In January 1998, Unicomer Group's shareholders initially acquired a RadioShack franchise in El Salvador.

In 2002, the brand's expansion outside the Salvadoran territory began in Honduras.

In 2003, operations began in Guatemala.

In May 2005, operations began in Nicaragua.

By January 2015, Unicomer Group owned 57 RadioShack stores distributed throughout the Central American region, making it one of the largest independent owners of RadioShack stores in the world.

Since 2000, Unicomer Group has become a franchise operator for RadioShack. The brand gained position in the region and has created thousands of jobs for Central American families that rely on its brand and deferred payment facilities.

Unicomer Group received awards Diamond Excellence Award, Platinum Plus Award, Best RadioShack Store Growth Award, and Best Advertising Program.

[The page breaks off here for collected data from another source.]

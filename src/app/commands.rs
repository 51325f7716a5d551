//! Command handlers. Output goes to the supplied writer.

use super::cli::{Command, StatsAction};
use super::context::AppContext;
use crate::assistant::{summarize_file, ChatSession, ChatTurn};
use crate::auth::{AccountRegistry, SessionFile};
use crate::dashboard;
use crate::stats::{IncrementOutcome, LoadOutcome, StatKind, StoreState};
use anyhow::{Context, Result};
use chrono::Timelike;
use std::io::Write;

pub fn describe_load(outcome: &LoadOutcome) -> String {
    match outcome {
        LoadOutcome::Loaded => "Stats loaded".to_string(),
        LoadOutcome::Provisioned => "Started a new stats record".to_string(),
        LoadOutcome::Offline => "Offline: showing last known stats".to_string(),
        LoadOutcome::Failed { reason } => format!("Could not load stats: {}", reason),
        LoadOutcome::NoPrincipal => "Not signed in".to_string(),
    }
}

pub fn describe_increment(kind: StatKind, outcome: &IncrementOutcome) -> String {
    match outcome {
        IncrementOutcome::Confirmed { value } => format!("{}: {}", kind.label(), value),
        IncrementOutcome::RolledBack { value, error } => {
            format!("{}: {} (not saved: {})", kind.label(), value, error)
        }
        IncrementOutcome::NoPrincipal => format!("Not signed in; {} unchanged", kind.label()),
    }
}

fn write_stats(out: &mut dyn Write, state: &StoreState) -> Result<()> {
    for kind in StatKind::ALL {
        writeln!(out, "{}: {}", kind.label(), state.stats.get(kind))?;
    }
    if !state.is_online {
        writeln!(out, "(offline)")?;
    }
    Ok(())
}

/// Initializes the store for the signed-in principal, or fails if nobody is signed in.
async fn require_loaded(ctx: &AppContext) -> Result<&SessionFile> {
    let Some(session) = ctx.session.as_ref() else {
        anyhow::bail!("Not signed in. Run `study signin` first.");
    };
    let outcome = ctx.store.initialize_stats().await;
    tracing::debug!(?outcome, "stats initialized");
    Ok(session)
}

pub async fn run(ctx: &mut AppContext, command: Command, out: &mut dyn Write) -> Result<()> {
    match command {
        Command::Signup {
            email,
            password,
            confirm,
            name,
        } => signup(ctx, &email, &password, &confirm, name.as_deref(), out).await,
        Command::Signin { email, password } => signin(ctx, &email, &password, out).await,
        Command::Signout => signout(ctx, out),
        Command::Whoami => whoami(ctx, out),
        Command::Stats { action } => stats(ctx, action, out).await,
        Command::Probe => probe(ctx, out).await,
        Command::Summarize { file } => {
            require_loaded(ctx).await?;
            let result =
                summarize_file(ctx.assistant.as_ref(), &ctx.store, &ctx.config.upload, &file)
                    .await;
            ctx.events.log_api_call("summarize", result.is_ok());
            let report = result?;
            writeln!(out, "Summary of {} ({}):", report.file_name, report.size_label)?;
            writeln!(out)?;
            writeln!(out, "{}", report.summary)?;
            writeln!(out)?;
            writeln!(
                out,
                "{}",
                describe_increment(StatKind::DocumentsProcessed, &report.stats)
            )?;
            Ok(())
        }
        Command::Chat { message } => {
            require_loaded(ctx).await?;
            let mut chat = ChatSession::new(
                ctx.assistant.clone(),
                ctx.store.clone(),
                ctx.config.chat.history_limit,
            );
            let turn = chat.send(&message.join(" ")).await?;
            ctx.events
                .log_api_call("chat", matches!(turn, ChatTurn::Answered { .. }));
            match turn {
                ChatTurn::Answered {
                    reply,
                    model,
                    stats,
                } => {
                    writeln!(out, "{}", reply)?;
                    if let Some(model) = model {
                        writeln!(out, "(model: {})", model)?;
                    }
                    writeln!(
                        out,
                        "{}",
                        describe_increment(StatKind::QuestionsAsked, &stats)
                    )?;
                    Ok(())
                }
                ChatTurn::Failed { error } => anyhow::bail!(error),
            }
        }
        Command::Dashboard => {
            let session = require_loaded(ctx).await?;
            let name = dashboard::display_name(session.display_name.as_deref(), &session.email);
            let hour = chrono::Local::now().hour();
            writeln!(out, "{}", dashboard::render(&name, hour, &ctx.store.snapshot()))?;
            Ok(())
        }
    }
}

async fn signup(
    ctx: &mut AppContext,
    email: &str,
    password: &str,
    confirm: &str,
    name: Option<&str>,
    out: &mut dyn Write,
) -> Result<()> {
    let mut registry = AccountRegistry::load(&ctx.paths.accounts)?;
    let account = registry.sign_up(email, password, confirm, name)?;
    registry.save()?;

    let session = SessionFile::for_account(&account);
    session.write(&ctx.paths.session)?;
    ctx.gate.sign_in(session.principal()?);

    let outcome = ctx.store.initialize_stats().await;
    let display = dashboard::display_name(session.display_name.as_deref(), &session.email);
    ctx.session = Some(session);

    writeln!(out, "Account created. Welcome, {}!", display)?;
    writeln!(out, "{}", describe_load(&outcome))?;
    Ok(())
}

/// Starts initialization before the sign-in so the store picks up the new principal.
async fn signin(
    ctx: &mut AppContext,
    email: &str,
    password: &str,
    out: &mut dyn Write,
) -> Result<()> {
    let registry = AccountRegistry::load(&ctx.paths.accounts)?;

    ctx.gate.sign_out();
    let store = ctx.store.clone();
    let pending = tokio::spawn(async move { store.initialize_stats().await });

    let account = match registry.sign_in(email, password) {
        Ok(account) => account.clone(),
        Err(e) => {
            pending.abort();
            return Err(e);
        }
    };

    let session = SessionFile::for_account(&account);
    session.write(&ctx.paths.session)?;
    ctx.gate.sign_in(session.principal()?);

    let outcome = pending
        .await
        .context("Stats initialization task failed")?;
    let display = dashboard::display_name(session.display_name.as_deref(), &session.email);
    ctx.session = Some(session);

    writeln!(out, "Signed in as {}", display)?;
    writeln!(out, "{}", describe_load(&outcome))?;
    Ok(())
}

fn signout(ctx: &mut AppContext, out: &mut dyn Write) -> Result<()> {
    let was_signed_in = SessionFile::clear(&ctx.paths.session)?;
    ctx.gate.sign_out();
    ctx.session = None;
    if was_signed_in {
        writeln!(out, "Signed out")?;
    } else {
        writeln!(out, "Not signed in")?;
    }
    Ok(())
}

fn whoami(ctx: &AppContext, out: &mut dyn Write) -> Result<()> {
    match &ctx.session {
        Some(session) => {
            let name = dashboard::display_name(session.display_name.as_deref(), &session.email);
            writeln!(out, "{} <{}>", name, session.email)?;
            writeln!(out, "uid: {}", session.uid)?;
            writeln!(
                out,
                "signed in: {}",
                session.signed_in_at.0.format("%Y-%m-%d %H:%M UTC")
            )?;
        }
        None => writeln!(out, "Not signed in")?,
    }
    Ok(())
}

async fn stats(ctx: &AppContext, action: StatsAction, out: &mut dyn Write) -> Result<()> {
    require_loaded(ctx).await?;
    match action {
        StatsAction::Show { json } => {
            let state = ctx.store.snapshot();
            if json {
                let rendered = serde_json::to_string_pretty(&state)
                    .context("Failed to serialize stats")?;
                writeln!(out, "{}", rendered)?;
            } else {
                write_stats(out, &state)?;
            }
        }
        StatsAction::Refresh => {
            let outcome = ctx.store.refresh_stats().await;
            writeln!(out, "{}", describe_load(&outcome))?;
            write_stats(out, &ctx.store.snapshot())?;
        }
        StatsAction::Increment { stat } => {
            let kind: StatKind = stat.parse()?;
            let outcome = ctx.store.increment_stat(kind).await;
            writeln!(out, "{}", describe_increment(kind, &outcome))?;
        }
    }
    Ok(())
}

async fn probe(ctx: &AppContext, out: &mut dyn Write) -> Result<()> {
    if ctx.session.is_some() {
        ctx.store.initialize_stats().await;
    }
    let online = ctx.store.check_network_status().await;
    writeln!(
        out,
        "Stats backend: {}",
        if online { "online" } else { "offline" }
    )?;
    Ok(())
}

#[cfg(test)]
#[path = "tests/commands_tests.rs"]
mod tests;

On 15 April 2015, Unicomer Group acquired the exclusivity rights from the US Bankruptcy court for the RadioShack brands, intellectual property and contracts of existing RadioShack franchise throughout Central America, South America and the Caribbean. In the new territories, RadioShack is present through 198 franchise stores, with Unicomer Group as franchisor. This has allowed Unicomer Group to have an indirect retail presence in countries where it was not yet present, such as Peru, Bolivia, and Haiti.